More than 150,000 women have breast reconstruction surgery and breast conserving surgery every year. Thirty percent may require repeat surgeries. But there's new technology that could lower those numbers.

Hailee Carroll is trying to create that picture perfect moment, but her world has been out of focus.

Carroll told Ivanhoe, "It became like pin pricks, like someone took a little needle and jabbed me really quick, and after that it became almost every single day, multiple times throughout the day. I ended up actually grabbing onto my breasts because it hurt so bad."

Reoccurring breast lumps were to blame.

"Nothing I seemed to do helped at all," said Carroll.

Until a doctor recommended the SAVI SCOUT.

Charles Cox, M.D., Professor of Surgery at the University of South Florida said, "It's a huge advancement because it allows for more capabilities in more centers."

Dr. Cox said the procedure uses a radar guidance system to target tissue.

"It's made for a much more cost effective logistically sound method of removing tumors that are non- palpable," Dr. Cox told Ivanhoe.

Here's how it works: first, a reflector, the size of a grain of rice, is placed in the target tissue. This can be done up to seven days prior to surgery. Then infrared light and electromagnetic waves locate the reflector to plan the incision. The surgeon then removes the reflector and target tissue.
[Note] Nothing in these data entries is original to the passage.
#[tokio::test(start_paused = true)]
async fn supervisor_reconciles_b_then_drops_a() {
    let a_fails = Arc::new(AtomicBool::new(false));
    let fail_switch = Arc::clone(&a_fails);

    let mut lens = MockLensApi::new();
    lens.expect_has_tx_hash_been_indexed().returning(move |request| match request.tx_hash.as_deref() {
        Some("0xb2") => Ok(IndexingResult::indexed("0xb2", Some(PublicationMetadataStatusType::Success))),
        _ if fail_switch.load(Ordering::SeqCst) => Ok(IndexingResult::error("reverted")),
        _ => Ok(IndexingResult::pending("")),
    });
    lens.expect_publication().times(1).returning(|_| Ok(Some(publication("0x15-0x0b", "B"))));

    let a = OptimisticTransaction::with_id("a1", "A");
    let b = OptimisticTransaction::with_hash("0xb2", "B");
    let harness = Harness::new(lens, vec![a.clone(), b], ReconcileConfig::default()).await;

    let supervisor = Arc::new(QueueSupervisor::new(Arc::clone(&harness.ctx)));
    let mut events = supervisor.subscribe_events();
    let running = tokio::spawn({
        let supervisor = Arc::clone(&supervisor);
        async move { supervisor.run().await }
    });

    let event = next_event(&mut events).await;
    assert_eq!(event.key, "0xb2");
    assert_matches!(event.outcome, QueueOutcome::Reconciled { .. });
    assert_eq!(harness.ctx.queue.get().await, vec![a]);
    assert!(harness.ctx.cache.get(&PublicationId::from("0x15-0x0b")).await.is_some());

    a_fails.store(true, Ordering::SeqCst);
    let event = next_event(&mut events).await;
    assert_eq!(event.key, "a1");
    assert_matches!(event.outcome, QueueOutcome::Failed { .. });
    assert!(harness.ctx.queue.get().await.is_empty());
    assert_eq!(harness.ctx.cache.len().await, 1);

    supervisor.shutdown();
    running.await.unwrap();
    assert!(supervisor.mounted_keys().is_empty());
}

#[tokio::test(start_paused = true)]
async fn supervisor_unmounts_items_removed_elsewhere() {
    let mut lens = MockLensApi::new();
    lens.expect_has_tx_hash_been_indexed().returning(|_| Ok(IndexingResult::pending("0xb2")));

    let harness = Harness::new(lens, vec![], ReconcileConfig::default()).await;
    let supervisor = QueueSupervisor::new(Arc::clone(&harness.ctx));

    let txn = OptimisticTransaction::with_hash("0xb2", "gm");
    assert!(supervisor.mount(&txn));
    assert!(!supervisor.mount(&txn));
    assert_eq!(supervisor.mounted_keys(), vec!["0xb2".to_string()]);

    supervisor.sync(&[]);
    assert!(supervisor.mounted_keys().is_empty());
    assert!(!supervisor.unmount("0xb2"));
}

#[tokio::test(start_paused = true)]
async fn supervisor_remounts_item_whose_task_ended_early() {
    let mut lens = MockLensApi::new();
    lens.expect_has_tx_hash_been_indexed().returning(|_| Ok(IndexingResult::error("reverted")));
    lens.expect_publication().never();

    let txn = OptimisticTransaction::with_hash("0xb2", "gm");
    let harness = Harness::new(lens, vec![txn.clone()], ReconcileConfig::default()).await;
    let supervisor = QueueSupervisor::new(Arc::clone(&harness.ctx));
    let mut events = supervisor.subscribe_events();

    // the removal cannot be persisted, the task gives up with the item still queued
    harness.storage.set_fail_saves(true);
    assert!(supervisor.mount(&txn));
    while !supervisor.mounted_keys().is_empty() {
        tokio::task::yield_now().await;
    }
    assert_eq!(harness.ctx.queue.get().await, vec![txn.clone()]);

    harness.storage.set_fail_saves(false);
    supervisor.sync(&harness.ctx.queue.snapshot());
    assert_eq!(supervisor.mounted_keys(), vec!["0xb2".to_string()]);

    let event = next_event(&mut events).await;
    assert_eq!(event.key, "0xb2");
    assert_matches!(event.outcome, QueueOutcome::Failed { .. });
    assert!(harness.ctx.queue.get().await.is_empty());
}

#[tokio::test(start_paused = true)]
async fn supervisor_views_follow_the_queue() {
    let harness = Harness::new(
        MockLensApi::new(),
        vec![OptimisticTransaction::with_id("a1", "see https://lenster.xyz")],
        ReconcileConfig { viewer: Some(ProfileId::from("0x15")), ..Default::default() },
    )
    .await;
    let supervisor = QueueSupervisor::new(Arc::clone(&harness.ctx));

    let views = supervisor.views();

    assert_eq!(views.len(), 1);
    assert_eq!(views[0].key, "a1");
    assert_eq!(views[0].author, Some(ProfileId::from("0x15")));
    assert_matches!(views[0].embed, Embed::LinkPreview(_));
}

#[tokio::test(start_paused = true)]
#[traced_test]
async fn logs_reconciled_publication() {
    let mut lens = MockLensApi::new();
    lens.expect_has_tx_hash_been_indexed().returning(|_| Ok(IndexingResult::indexed("0xb2", None)));
    lens.expect_publication().returning(|_| Ok(Some(publication("0x15-0x01", "gm"))));

    let txn = OptimisticTransaction::with_hash("0xb2", "gm");
    let harness = Harness::new(lens, vec![txn.clone()], ReconcileConfig::default()).await;
    harness.run_poller(txn).await;

    assert!(logs_contain("Publication indexed"));
    assert!(logs_contain("0x15-0x01"));
}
"By being able to center in and localizing it carefully, you'll be able to remove it with the least amount of tissue," explained Dr. Cox.

The procedure worked well for Carroll.

Carroll said, "I couldn't pick up my camera after certain angles, because I would start feeling pain."

Now Carroll can zoom in on other things.

Dr. Cox said the SAVI SCOUT can be used on any woman needing a lumpectomy for breast cancer or incision biopsy for non-cancerous lesions. Most insurance companies cover the SAVI SCOUT.